Hybrid Search
Hybrid search combines lexical retrieval (keyword-based, typically
BM25) with semantic retrieval (vector-based
dense retrieval) and fuses the results, capturing both the precision of exact-match search and the recall of meaning-based search. Pure semantic search misses queries that depend on specific terms — product codes, legal clause numbers, drug names, error codes — because embedding models smooth out exact tokens. Pure lexical search misses paraphrases and synonyms. Hybrid search handles both. The standard fusion algorithm is Reciprocal Rank Fusion (RRF), which combines rankings by summing 1/(k+rank) across systems with k typically set to 60; an alternative is weighted score fusion where dense and sparse scores are normalized and combined with tunable weights. Implementation example: in OpenSearch, configure a BM25 index and a knn_vector field on the same documents, run two queries in parallel, then apply rrf_rank in the search response.
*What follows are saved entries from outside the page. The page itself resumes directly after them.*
//! Intercept solver - aim direction and lead for a moving target.
//!
//! Flight time depends on the aim direction and the aim direction on flight
//! time, so the solver iterates: project a shot, extrapolate the target by
//! the projected flight time, re-aim. Projections run against an
//! [`InterceptPlane`] instead of world geometry.

use bevy::prelude::*;

use crate::components::Barrel;
use crate::profile::ProjectileProfile;
use crate::resources::BallisticsEnvironment;
use crate::systems::prediction::predict_trajectory;
use crate::types::{
    AimCorrection, CarrierBody, HitOutcome, HitResult, InterceptSettings, InterceptSolution,
    LaunchState, LineTrace, ShotWorld, TraceParams,
};

/// Plane through a predicted target location, facing the shooter.
///
/// A segment "hits" the plane when it crosses from the shooter's side to
/// the far side. The crossing gives the flight time to the target's range
/// and where the shot passes it.
#[derive(Clone, Copy, Debug, PartialEq)]
pub struct InterceptPlane {
    /// Point on the plane (the predicted target location)
    pub origin: Vec3,
    /// Unit normal pointing away from the shooter; zero for a degenerate plane
    pub normal: Vec3,
}

impl InterceptPlane {
    pub fn new(shooter: Vec3, target: Vec3) -> Self {
        Self {
            origin: target,
            normal: (target - shooter).normalize_or_zero(),
        }
    }

    /// Signed distance past the plane; negative on the shooter's side.
    pub fn signed_distance(&self, point: Vec3) -> f32 {
        (point - self.origin).dot(self.normal)
    }
}

impl LineTrace for InterceptPlane {
    fn line_trace(&self, start: Vec3, end: Vec3, _params: &TraceParams<'_>) -> Option<HitResult> {
        let before = self.signed_distance(start);
        let after = self.signed_distance(end);
        if before >= 0.0 || after < 0.0 {
            return None;
        }

        let time = before / (before - after);
        let location = start.lerp(end, time);
        Some(HitResult {
            location,
            normal: -self.normal,
            time,
            distance: start.distance(location),
            actor: None,
            physical_material: None,
        })
    }
}

/// Collision-free projection of a shot aimed along `direction` onto the
/// plane through `target`.
fn project(
    environment: &BallisticsEnvironment,
    profile: &ProjectileProfile,
    launch: &LaunchState<'_>,
    direction: Vec3,
    target: Vec3,
    settings: &InterceptSettings,
) -> HitOutcome {
    let plane = InterceptPlane::new(launch.location, target);
    predict_trajectory(
        ShotWorld::new(&plane, environment),
        profile,
        &launch.aimed(direction),
        &[],
        settings.max_time,
        settings.step,
    )
    .outcome
}

/// Solves for the direction that puts a shot from `launch.location` onto a
/// target moving at constant velocity.
///
/// `launch.direction` is ignored; the first estimate aims straight at the
/// target's current location. When the shot cannot reach the target within
/// `settings.max_time` the flight time saturates and `error` stays large.
/// An invalid profile or a non-finite shooter or target state logs a warning
/// and returns an infinite error.
///
/// # Example
/// ```
/// use bevy::prelude::*;
/// use bevy_barrel_prediction::prelude::*;
///
/// let environment = BallisticsEnvironment::vacuum();
/// let profile = ProjectileProfile::new(1000.0, 1000.0, Inert);
/// let launch = LaunchState::new(Vec3::ZERO, Vec3::NEG_Z);
///
/// let solution = solve_intercept(
///     &environment,
///     &profile,
///     &launch,
///     Vec3::new(0.0, 0.0, -200.0),
///     Vec3::X * 10.0,
///     &InterceptSettings::default(),
/// );
/// assert!(solution.converged(0.05));
/// assert!(solution.aim_direction.x > 0.0);
/// ```
pub fn solve_intercept(
    environment: &BallisticsEnvironment,
    profile: &ProjectileProfile,
    launch: &LaunchState<'_>,
    target_location: Vec3,
    target_velocity: Vec3,
    settings: &InterceptSettings,
) -> InterceptSolution {
    if let Err(err) = profile.validate() {
        warn!("Intercept solve skipped: {err}");
        return InterceptSolution {
            error: f32::INFINITY,
            ..default()
        };
    }

    let start = launch.location;
    if !(start.is_finite() && target_location.is_finite() && target_velocity.is_finite()) {
        warn!("Intercept solve skipped: non-finite shooter or target state");
        return InterceptSolution {
            error: f32::INFINITY,
            ..default()
        };
    }

    let Ok(mut aim_direction) = Dir3::new(target_location - start).map(Vec3::from) else {
        // Target sits on the muzzle
        return InterceptSolution {
            aim_direction: launch.direction.normalize_or_zero(),
            predicted_target_location: target_location,
            predicted_intersection_location: start,
            predicted_flight_time: 0.0,
            error: 0.0,
        };
    };

    let mut predicted_target = target_location;
    let mut drop_offset = Vec3::ZERO;

    for _ in 0..settings.iterations {
        let shot = project(environment, profile, launch, aim_direction, predicted_target, settings);

        if settings.correction == AimCorrection::LeadAndDrop && shot.hit {
            drop_offset += predicted_target - shot.location;
        }

        predicted_target = target_location + target_velocity * shot.time;
        let aim_point = predicted_target + drop_offset;
        aim_direction = (aim_point - start).normalize_or(aim_direction);
    }

    let shot = project(environment, profile, launch, aim_direction, predicted_target, settings);
    let error = predicted_target.distance(shot.location);
    if !shot.hit {
        debug!(
            "Intercept not reached within {:.2}s, residual error {error:.2}",
            settings.max_time
        );
    }

    InterceptSolution {
        aim_direction,
        predicted_target_location: predicted_target,
        predicted_intersection_location: shot.location,
        predicted_flight_time: shot.time,
        error,
    }
}

impl Barrel {
    /// Aim solution for a shot from the muzzle transform.
    #[allow(clippy::too_many_arguments)]
    pub fn calculate_aim_direction(
        &self,
        environment: &BallisticsEnvironment,
        profile: &ProjectileProfile,
        muzzle: &GlobalTransform,
        carrier: Option<&dyn CarrierBody>,
        target_location: Vec3,
        target_velocity: Vec3,
        settings: &InterceptSettings,
    ) -> InterceptSolution {
        let launch = self.launch_state(muzzle).with_carrier(carrier);
        solve_intercept(environment, profile, &launch, target_location, target_velocity, settings)
    }

    /// Aim solution for a shot from `location`.
    #[allow(clippy::too_many_arguments)]
    pub fn calculate_aim_direction_from_location(
        &self,
        environment: &BallisticsEnvironment,
        profile: &ProjectileProfile,
        location: Vec3,
        carrier: Option<&dyn CarrierBody>,
        target_location: Vec3,
        target_velocity: Vec3,
        settings: &InterceptSettings,
    ) -> InterceptSolution {
        let launch = self
            .launch_state_from(location, target_location - location)
            .with_carrier(carrier);
        solve_intercept(environment, profile, &launch, target_location, target_velocity, settings)
    }
}
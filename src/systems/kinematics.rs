//! Velocity rules - gravity and aerodynamic drag with RK4 or Euler sub-steps.

use bevy::prelude::*;

use crate::profile::VelocityUpdate;
use crate::resources::BallisticsEnvironment;
use crate::types::PhysicsModel;

/// Point-mass projectile under gravity and quadratic air drag.
///
/// Drag acts on the velocity relative to the wind, with air density taken
/// at the projectile's height.
///
/// # Fields
/// * `mass` - Mass of the projectile in kilograms
/// * `drag_coefficient` - Dimensionless drag coefficient (typically 0.2-0.5 for bullets)
/// * `reference_area` - Cross-sectional reference area in square meters
/// * `integration` - Integration method for one velocity update
///
/// # Example
/// ```
/// use bevy_barrel_prediction::prelude::*;
///
/// let arrow = DragModel::new(0.03, 0.5, 0.0002).with_integration(PhysicsModel::Euler);
/// let profile = ProjectileProfile::new(80.0, 80.0, arrow);
/// ```
#[derive(Clone, Copy, Debug, PartialEq, Reflect)]
pub struct DragModel {
    /// Mass of the projectile (kg)
    pub mass: f32,
    /// Drag coefficient (Cd)
    pub drag_coefficient: f32,
    /// Cross-sectional reference area (m²)
    pub reference_area: f32,
    /// Integration method
    pub integration: PhysicsModel,
}

impl Default for DragModel {
    /// 10g bullet, 0.3 drag coefficient, ~1cm² cross-section, RK4.
    fn default() -> Self {
        Self {
            mass: 0.01,
            drag_coefficient: 0.3,
            reference_area: 0.0001,
            integration: PhysicsModel::RK4,
        }
    }
}

impl DragModel {
    pub fn new(mass: f32, drag_coefficient: f32, reference_area: f32) -> Self {
        Self {
            mass,
            drag_coefficient,
            reference_area,
            ..Default::default()
        }
    }

    /// Gravity only.
    pub fn vacuum() -> Self {
        Self {
            drag_coefficient: 0.0,
            ..Default::default()
        }
    }

    pub fn with_integration(mut self, integration: PhysicsModel) -> Self {
        self.integration = integration;
        self
    }

    /// Acceleration from gravity and aerodynamic drag.
    ///
    /// Uses the drag equation: F_drag = 0.5 * ρ * v² * Cd * A
    pub fn acceleration(&self, env: &BallisticsEnvironment, air_density: f32, vel: Vec3) -> Vec3 {
        // Velocity relative to air (accounting for wind)
        let relative_vel = vel - env.wind;
        let speed = relative_vel.length();

        // Massless or stationary projectiles only feel gravity
        if speed < 0.001 || self.mass <= 0.0 {
            return env.gravity;
        }

        let direction = relative_vel / speed;
        let drag_magnitude =
            0.5 * air_density * speed.powi(2) * self.drag_coefficient * self.reference_area;

        env.gravity - direction * (drag_magnitude / self.mass)
    }
}

impl VelocityUpdate for DragModel {
    fn update_velocity(
        &self,
        env: &BallisticsEnvironment,
        position: Vec3,
        velocity: Vec3,
        step: f32,
    ) -> Vec3 {
        let air_density = env.air_density_at(position.y);

        match self.integration {
            PhysicsModel::RK4 => {
                let k1 = self.acceleration(env, air_density, velocity);
                let k2 = self.acceleration(env, air_density, velocity + k1 * (step / 2.0));
                let k3 = self.acceleration(env, air_density, velocity + k2 * (step / 2.0));
                let k4 = self.acceleration(env, air_density, velocity + k3 * step);

                velocity + (k1 + k2 * 2.0 + k3 * 2.0 + k4) / 6.0 * step
            }
            PhysicsModel::Euler => velocity + self.acceleration(env, air_density, velocity) * step,
        }
    }
}
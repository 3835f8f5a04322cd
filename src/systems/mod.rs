//! Systems module - prediction algorithms and the ECS systems serving them.

pub mod carrier;
pub mod debug;
pub mod intercept;
pub mod kinematics;
pub mod prediction;
pub mod probe;
pub mod requests;
use serde_json::Value as JsonValue;

use crate::{Child, Token, Tree};

/// Anything that may or may not carry token text.
pub trait TokenValue {
    /// Returns the token text, or `None` when the value is not a token.
    fn token_value(&self) -> Option<&str>;
}

impl TokenValue for Token {
    fn token_value(&self) -> Option<&str> {
        Some(&self.value)
    }
}

impl TokenValue for Child {
    fn token_value(&self) -> Option<&str> {
        self.as_token().map(|token| token.value.as_str())
    }
}

impl TokenValue for Tree {
    fn token_value(&self) -> Option<&str> {
        None
    }
}

impl TokenValue for JsonValue {
    fn token_value(&self) -> Option<&str> {
        None
    }
}

impl<T: TokenValue + ?Sized> TokenValue for &T {
    fn token_value(&self) -> Option<&str> {
        (**self).token_value()
    }
}

/// Checks whether `item` is the control word `codeword` followed by a
/// numeric argument, e.g. `\fs24` for codeword `\fs`.
///
/// Values that are not tokens never match.
///
/// ```
/// # use rtfde_core::{is_numeric_codeword, Child, Token};
/// assert!(is_numeric_codeword(&Token::new("CONTROLWORD", "\\uc1 "), "\\uc"));
/// assert!(!is_numeric_codeword(&Token::new("CONTROLWORD", "\\uc"), "\\uc"));
/// assert!(!is_numeric_codeword(&Child::Scalar(1.into()), "\\uc"));
/// ```
pub fn is_numeric_codeword<T>(item: &T, codeword: &str) -> bool
where
    T: TokenValue + ?Sized,
{
    let Some(value) = item.token_value() else {
        return false;
    };
    value
        .trim()
        .strip_prefix(codeword)
        .is_some_and(|suffix| !suffix.is_empty() && suffix.bytes().all(|b| b.is_ascii_digit()))
}

#[cfg(test)]
mod tests {
    use super::*;

    fn text(value: &str) -> Token {
        Token::new("CONTROLWORD", value)
    }

    #[test]
    fn matches_codeword_with_digits() {
        assert!(is_numeric_codeword(&text("foo123"), "foo"));
        assert!(is_numeric_codeword(&text("  \\htmlrtf0\r\n"), "\\htmlrtf"));
    }

    #[test]
    fn empty_suffix_is_not_numeric() {
        assert!(!is_numeric_codeword(&text("foo"), "foo"));
    }

    #[test]
    fn non_digit_suffix_is_rejected() {
        assert!(!is_numeric_codeword(&text("foox"), "foo"));
        assert!(!is_numeric_codeword(&text("foo12x"), "foo"));
        assert!(!is_numeric_codeword(&text("foo-1"), "foo"));
    }

    #[test]
    fn prefix_must_match() {
        assert!(!is_numeric_codeword(&text("bar1"), "foo"));
        assert!(!is_numeric_codeword(&text("fo1"), "foo"));
    }

    #[test]
    fn non_tokens_never_match() {
        let tree = Tree::new("group", vec![text("foo1").into()]);
        assert!(!is_numeric_codeword(&tree, "foo"));
        assert!(!is_numeric_codeword(&Child::Tree(tree), "foo"));
        assert!(!is_numeric_codeword(&JsonValue::from("foo1"), "foo"));
        assert!(is_numeric_codeword(&Child::Token(text("foo1")), "foo"));
    }
}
Elastic, Weaviate, Qdrant, Pinecone (via sparse-dense), and pgvector + pg_trgm all support hybrid patterns natively. Hybrid search lifts retrieval quality measurably on real enterprise corpora (TREC, BEIR benchmarks confirm this) — typically 5-15 percentage points over either approach alone. AI governance teams favor hybrid search because it preserves keyword auditability ("show me every document mentioning Section 230") that pure semantic search cannot reliably deliver.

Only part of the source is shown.